I speak to groups somewhat regularly and this past year I spoke at a couple of swimming awards banquets. One of the messages was that if you are dreaming to be an Olympian, but training just to get by, something isn’t lined up correctly. The truth is that the Olympics, or any lofty goal for that matter, takes a shit load of work. More work than most people can even wrap their head around. Depending on the program, club swim teams will swim anywhere from 40,000 to 60,000 yards per week at the high school level, and that’s a lot of swimming. So when you tell them that Michael Phelps, Ryan Lochte and others will often put in over 100,000 yards in a week, their eyes glaze over. Hey kid, take what you thought was an extreme amount of work, then DOUBLE it.
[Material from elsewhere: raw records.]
use std::{num::NonZeroU32, time::Duration};

use mjdl::{manifest::Representation, HttpClient, Reassembler};
use reqwest::{StatusCode, Url};
use wiremock::{
    matchers::{method, path},
    Mock, MockServer, ResponseTemplate,
};

use crate::{mount_bytes, mount_track, TestTrack};

fn track() -> TestTrack {
    TestTrack {
        height: Some(720),
        base_url: "video/",
        init: b"\x00\x00\x00\x18ftypdash",
        segments: vec![
            ("seg1.m4s", b"first-segment".to_vec()),
            ("seg2.m4s", vec![0xAB; 4096]),
            ("seg3.m4s", b"third".to_vec()),
            ("seg4.m4s", b"fourth".to_vec()),
        ],
    }
}

fn representation(track: &TestTrack) -> anyhow::Result<Representation> {
    Ok(serde_json::from_value(track.to_json())?)
}

fn manifest_base(server: &MockServer) -> anyhow::Result<Url> {
    Ok(format!("{}/m/", server.uri()).parse()?)
}

#[tokio::test]
async fn test_reassemble_all_segments() -> anyhow::Result<()> {
    let server = MockServer::start().await;
    let track = track();
    mount_track(&server, "/m/video/", &track).await;

    let dir = tempfile::tempdir()?;
    let output = dir.path().join("v.mp4");
    let result = Reassembler::new(HttpClient::default())
        .reassemble(&representation(&track)?, &manifest_base(&server)?, &output)
        .await?;

    assert!(result.success);
    assert_eq!(result.failure, None);
    assert_eq!(result.segments_written, 4);
    assert_eq!(result.bytes_written, track.expected(4).len() as u64);
    assert_eq!(tokio::fs::read(&output).await?, track.expected(4));

    Ok(())
}

#[tokio::test]
async fn test_reassemble_stops_at_first_failure() -> anyhow::Result<()> {
    let server = MockServer::start().await;
    let track = track();
    mount_bytes(&server, "/m/video/seg1.m4s", track.segments[0].1.clone()).await;
    mount_bytes(&server, "/m/video/seg2.m4s", track.segments[1].1.clone()).await;
    Mock::given(method("GET"))
        .and(path("/m/video/seg3.m4s"))
        .respond_with(ResponseTemplate::new(404).set_body_string("missing"))
        .expect(1)
        .mount(&server)
        .await;
    Mock::given(method("GET"))
        .and(path("/m/video/seg4.m4s"))
        .respond_with(ResponseTemplate::new(200).set_body_bytes(b"fourth".to_vec()))
        .expect(0)
        .mount(&server)
        .await;

    let dir = tempfile::tempdir()?;
    let output = dir.path().join("v.mp4");
    let result = Reassembler::new(HttpClient::default())
        .reassemble(&representation(&track)?, &manifest_base(&server)?, &output)
        .await?;

    assert!(!result.success);
    assert_eq!(result.segments_written, 2);
    let failure = result.failure.clone().unwrap();
    assert_eq!(failure.index, 2);
    assert_eq!(failure.status, StatusCode::NOT_FOUND);
    assert_eq!(failure.url, format!("{}/m/video/seg3.m4s", server.uri()));

    // init and the two segments before the failure stay on disk
    assert_eq!(tokio::fs::read(&output).await?, track.expected(2));

    let err = result.into_result().unwrap_err();
    assert!(matches!(err, mjdl::MjdlError::SegmentFetch { status, .. } if status == StatusCode::NOT_FOUND));

    Ok(())
}

#[tokio::test]
async fn test_reassemble_first_segment_failure_keeps_init() -> anyhow::Result<()> {
    let server = MockServer::start().await;
    let track = track();
    Mock::given(method("GET"))
        .and(path("/m/video/seg1.m4s"))
        .respond_with(ResponseTemplate::new(500))
        .mount(&server)
        .await;

    let dir = tempfile::tempdir()?;
    let output = dir.path().join("v.mp4");
    let result = Reassembler::new(HttpClient::default())
        .reassemble(&representation(&track)?, &manifest_base(&server)?, &output)
        .await?;

    assert!(!result.success);
    assert_eq!(result.failure.map(|f| f.index), Some(0));
    assert_eq!(tokio::fs::read(&output).await?, track.init);

    Ok(())
}

#[tokio::test]
async fn test_reassemble_without_segments() -> anyhow::Result<()> {
    let server = MockServer::start().await;
    let track = TestTrack {
        height: None,
        base_url: "audio/",
        init: b"init-only",
        segments: Vec::new(),
    };

    let dir = tempfile::tempdir()?;
    let output = dir.path().join("a.mp3");
    let result = Reassembler::new(HttpClient::default())
        .reassemble(&representation(&track)?, &manifest_base(&server)?, &output)
        .await?;

    assert!(result.success);
    assert_eq!(result.segments_written, 0);
    assert_eq!(tokio::fs::read(&output).await?, b"init-only");

    Ok(())
}

#[tokio::test]
async fn test_reassemble_truncates_existing_file() -> anyhow::Result<()> {
    let server = MockServer::start().await;
    let track = track();
    mount_track(&server, "/m/video/", &track).await;

    let dir = tempfile::tempdir()?;
    let output = dir.path().join("v.mp4");
    tokio::fs::write(&output, vec![0xFF; 100_000]).await?;

    Reassembler::new(HttpClient::default())
        .reassemble(&representation(&track)?, &manifest_base(&server)?, &output)
        .await?;
    assert_eq!(tokio::fs::read(&output).await?, track.expected(4));

    Ok(())
}

#[tokio::test]
async fn test_reassemble_concurrent_keeps_manifest_order() -> anyhow::Result<()> {
    let server = MockServer::start().await;
    let track = track();
    // earlier segments answer later
    for (i, (url, body)) in track.segments.iter().enumerate() {
        let delay = Duration::from_millis(50 * (track.segments.len() - i) as u64);
        Mock::given(method("GET"))
            .and(path(format!("/m/video/{url}")))
            .respond_with(
                ResponseTemplate::new(200)
                    .set_body_bytes(body.clone())
                    .set_delay(delay),
            )
            .mount(&server)
            .await;
    }

    let dir = tempfile::tempdir()?;
    let output = dir.path().join("v.mp4");
    let result = Reassembler::new(HttpClient::default())
        .with_concurrency(NonZeroU32::new(4).unwrap())
        .reassemble(&representation(&track)?, &manifest_base(&server)?, &output)
        .await?;

    assert!(result.success);
    assert_eq!(tokio::fs::read(&output).await?, track.expected(4));

    Ok(())
}

#[tokio::test]
async fn test_reassemble_concurrent_failure_commits_prefix_only() -> anyhow::Result<()> {
    let server = MockServer::start().await;
    let track = track();
    mount_bytes(&server, "/m/video/seg1.m4s", track.segments[0].1.clone()).await;
    Mock::given(method("GET"))
        .and(path("/m/video/seg2.m4s"))
        .respond_with(ResponseTemplate::new(403).set_delay(Duration::from_millis(100)))
        .mount(&server)
        .await;
    mount_bytes(&server, "/m/video/seg3.m4s", track.segments[2].1.clone()).await;
    mount_bytes(&server, "/m/video/seg4.m4s", track.segments[3].1.clone()).await;

    let dir = tempfile::tempdir()?;
    let output = dir.path().join("v.mp4");
    let result = Reassembler::new(HttpClient::default())
        .with_concurrency(NonZeroU32::new(3).unwrap())
        .reassemble(&representation(&track)?, &manifest_base(&server)?, &output)
        .await?;

    assert!(!result.success);
    assert_eq!(result.failure.map(|f| f.index), Some(1));
    assert_eq!(tokio::fs::read(&output).await?, track.expected(1));

    Ok(())
}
That’s what it takes. That soy milk you put on your cereal isn’t exactly going to put you over the top when you put everything into perspective.
It’s no different in other sports. Want to be a great marathon runner? Then get ready to burn through shoes about every two weeks. Even take a sport that doesn’t require great fitness to be pretty good at, like golf. Get a good swing and some focus and you can be pretty good. Oh, you want to be like Tiger was in his prime? Well then take a look and Tiger’s training day:
6:30 am 1 hr cardio
7:30 1hr of weights
9:00am 2hrs at the range
11:00am 30 minutes putting
12:00pm 9 holes of golf
2:00pm 3-4 hours on the course. Range and/or 9 holes of golf
6:30pm 30 minutes of weights
The idea of something great inspires us all, but once people see what it takes to get there, there’s often a shift in mindset. As a friend of mine said, it’s like loving sausage and then seeing how sausage is made – once you see it, you re-evaluate if that’s what you want. But it’s not just the mind, there are lots of things that can stop you short of your goals.
There’s injury and physical burnout. It’s very common . At the workload needed it’s bound to happen. Being reckless in your approach or too aggressive too soon can put you on the sidelines. Rome wasn’t built in a day, and neither will your fitness. Being durable and consistent is far more important in the long term and sometimes the most important quality of them all, as boring as that may be.
Then there are lifestyle issues. Be realistic and honest with yourself. Sometimes what you need more than anything else is time. If you are too limited on time (or choose to limit your time because of lifestyle) then you need to come to grips that it might not be a realistic goal right now. If you find yourself reading all the articles that offer ‘short cuts to success’ then you are probably not understanding the goal you have set for yourself. There has never been an Olympic Champion, Ironman Champion, etc that crossed the finish line and told everyone that it wasn’t lots of long hard work, but rather a 5 min ab session they saw on tv and some short cut workouts that got them where they are. Never will it happen either.
Most of us have big goals that keep us getting up and out there. So if you have a big goal, then know how that sausage is made. Then sit your ass down, tuck in a napkin, and start eating.